Under the air of the Harlem Renaissance, the Plattsburgh State chapter of the National Association of Black Accountants will showcase entrepreneurship at its fourth annual banquet tomorrow night in the Warren Ballrooms of the Angell College Center.

Senior hospitality management major and President of NABA Cheyene Richards said the club celebrates its peers every year with a banquet at the end of each academic year. Richards and the e-board chose the Harlem Renaissance theme to reflect entrepreneurship and the economic boom for the black community during that time. 

“Because we are a club focused on black business students, we chose that theme, and we thought it went really well,” Richards said.

Thalia Campbell, sophomore finance major and NABA co-event planner, said, “We wanted to bring something to campus that would expose the products and business of young entrepreneurs to showcase work so they can gain more supporters.”
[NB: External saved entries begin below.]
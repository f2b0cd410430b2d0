//! Mapping logical resource names to property files on disk.

use std::fmt;
use std::path::{Path, PathBuf};
use std::str::FromStr;

use tracing::debug;

use crate::error::{ConfigError, Result};

/// Directory next to the global properties file holding one file per challenge.
pub const CHALLENGES_DIR: &str = "challenges";

/// Lesson property files, relative to the deployment root.
pub const LESSONS_DIR: &str = "WEB-INF/classes/lessons";

const PROPERTIES_EXT: &str = "properties";

/// Which schema a caller wants to connect to.
#[derive(Debug, Clone, PartialEq, Eq)]
pub enum ResourceName {
    /// Core application schema (global URL plus `databaseSchema`)
    Core,
    /// Default application connection (global URL, no schema suffix)
    Application,
    /// Per-challenge schema; the path is user-influenced
    Challenge(String),
    /// Lesson-specific schema
    Lesson(String),
}

impl fmt::Display for ResourceName {
    fn fmt(&self, f: &mut fmt::Formatter<'_>) -> fmt::Result {
        match self {
            Self::Core => write!(f, "core"),
            Self::Application => write!(f, "application"),
            Self::Challenge(path) => write!(f, "challenge:{path}"),
            Self::Lesson(name) => write!(f, "lesson:{name}"),
        }
    }
}

impl FromStr for ResourceName {
    type Err = ConfigError;

    fn from_str(s: &str) -> Result<Self> {
        match s.split_once(':') {
            Some(("challenge", path)) => Ok(Self::Challenge(path.to_string())),
            Some(("lesson", name)) => Ok(Self::Lesson(name.to_string())),
            None if s == "core" => Ok(Self::Core),
            None if s == "application" => Ok(Self::Application),
            _ => Err(ConfigError::invalid_resource_name(s)),
        }
    }
}

/// Strip every `.` and `/` from a user-influenced path segment.
pub fn sanitize_segment(segment: &str) -> String {
    segment.chars().filter(|c| !matches!(c, '.' | '/')).collect()
}

/// Property files backing one resource, in read order.
#[derive(Debug, Clone, PartialEq, Eq)]
pub struct ResourcePaths {
    /// Deployment-wide database properties
    pub global: PathBuf,
    /// Challenge or lesson overlay, if the resource has one
    pub overlay: Option<PathBuf>,
}

impl ResourcePaths {
    /// Resource ids in read order, global first.
    pub fn ids(&self) -> Vec<&Path> {
        std::iter::once(self.global.as_path())
            .chain(self.overlay.as_deref())
            .collect()
    }
}

/// Resolves [`ResourceName`]s against a fixed global properties file.
#[derive(Debug, Clone)]
pub struct ResourceLocator {
    global_properties: PathBuf,
}

impl ResourceLocator {
    pub fn new(global_properties: impl Into<PathBuf>) -> Self {
        Self {
            global_properties: global_properties.into(),
        }
    }

    pub fn global_properties(&self) -> &Path {
        &self.global_properties
    }

    /// Directory holding per-challenge property files.
    pub fn challenges_dir(&self) -> PathBuf {
        self.global_properties
            .parent()
            .unwrap_or_else(|| Path::new(""))
            .join(CHALLENGES_DIR)
    }

    pub fn locate(&self, name: &ResourceName, deployment_root: &Path) -> Result<ResourcePaths> {
        let overlay = match name {
            ResourceName::Core | ResourceName::Application => None,
            ResourceName::Challenge(path) => {
                let file = properties_file_name(path)?;
                Some(self.challenges_dir().join(file))
            }
            ResourceName::Lesson(lesson) => {
                let file = properties_file_name(lesson)?;
                Some(deployment_root.join(LESSONS_DIR).join(file))
            }
        };

        if let Some(ref overlay) = overlay {
            debug!(resource = %name, overlay = %overlay.display(), "located overlay properties");
        }

        Ok(ResourcePaths {
            global: self.global_properties.clone(),
            overlay,
        })
    }
}

fn properties_file_name(segment: &str) -> Result<String> {
    let sanitized = sanitize_segment(segment);
    if sanitized.is_empty() {
        return Err(ConfigError::invalid_resource_name(segment));
    }
    Ok(format!("{sanitized}.{PROPERTIES_EXT}"))
}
NABA Vice President and senior business administration and management major Malika James-Vassell said one of the banquet’s goals this year is host its own black-business expo, giving student entrepreneurs a chance to promote themselves. 

“It’s just an event to help people on campus understand these entrepreneurs,” James-Vassell said. “We just wanted to make a space for them. It has been done before, but not at [such] an elegant event like this one.” 

When it came to the types of decorations for the banquet, Campbell said she and her co-event planner were inspired by 1920s elements: feathers, pearls, jazz bands and black suits and ties.

 NABA will also be hosting a People’s Choice Awards portion of its banquet. Richards said an initial survey asking for nominations of students who deserved awards was sent to the student body two weeks ago. 

On Tuesday, the nominations were set in stone, and another survey was made for the student body to vote. Some of the categories will include: Best Smile, Most Active on Campus, Class Clown, Miss Fashionista, Cutest Couple and others.  

The SUNY Plattsburgh Association of Black Journalists is assisting NABA for the event’s red carpet interviews, where PABJ will conduct interviews with attendees and ask them questions in front of fake cameras and microphones. 

“They’re good with asking questions on cameras,” James-Vassell said.

In addition to an Italian buffet, complete with lasagna, chicken parmesan and alfredo, assorted cupcakes and mocktails, Richards said NABA also uses the banquet to “pass the torch” to members who will join the e-board next semester. 

“Usually the night before is when we’re all reminiscent and joking,” Richards said. “I’m grateful for the team that we are. I think that in that moment we’re all just relieved that the event is happening and everything we’ve worked hard on is coming to fruition.” 

While the club expects attendance from about 150 people this year, Richards also said the popularity of the event has grown in the past four years, as most of the e-board is graduating in May. 

“A lot of us are leaving,” Richards said. “Four years ago, it was completely different.”

Senior business administration and management major Mahamadou Toure has been a member of NABA since his freshman year. Toure said watching the club grow from the beginning was his favorite part about his last banquet. 

“Having our club be one of the most prominent clubs on campus, [it’s] not just because of who we are but how we cater to the whole campus,” Toure said. “Our club is not just for business but is a professionalism club.”

James-Vassell said her favorite part of hosting the banquet each year was setting up and seeing the reactions of people who come. 

“We’re putting all our time and energy [in],” James-Vassell said. “After everything happens and everybody’s there, it’s like, ‘We did that.’ We all contributed to this in some little way, shape or form.”

Richards said the club hopes the black business expo portion of the event will show student entrepreneurs that their work doesn’t go unappreciated.

“We notice that in our community we need to support each other, especially when starting a business venture,” Richards said. “We want to encourage people to start their own businesses.” 

Doors open at 6:30 p.m. Tickets are $5 for Student Association members, $6 for non-SA and can be purchased at the information desk in the ACC or online at tickets.plattsburgh.edu. 

Although the event focuses on entrepreneurs, James-Vassell said anyone and everyone is invited to help NABA celebrate PSUC’s student entrepreneurs, their talents and the end of a successful year. 

“Even if you don’t own a business, you [can] just wanna come support and see who you can go to for this service on campus,” James-Vassell said. “You’re celebrating your friends.”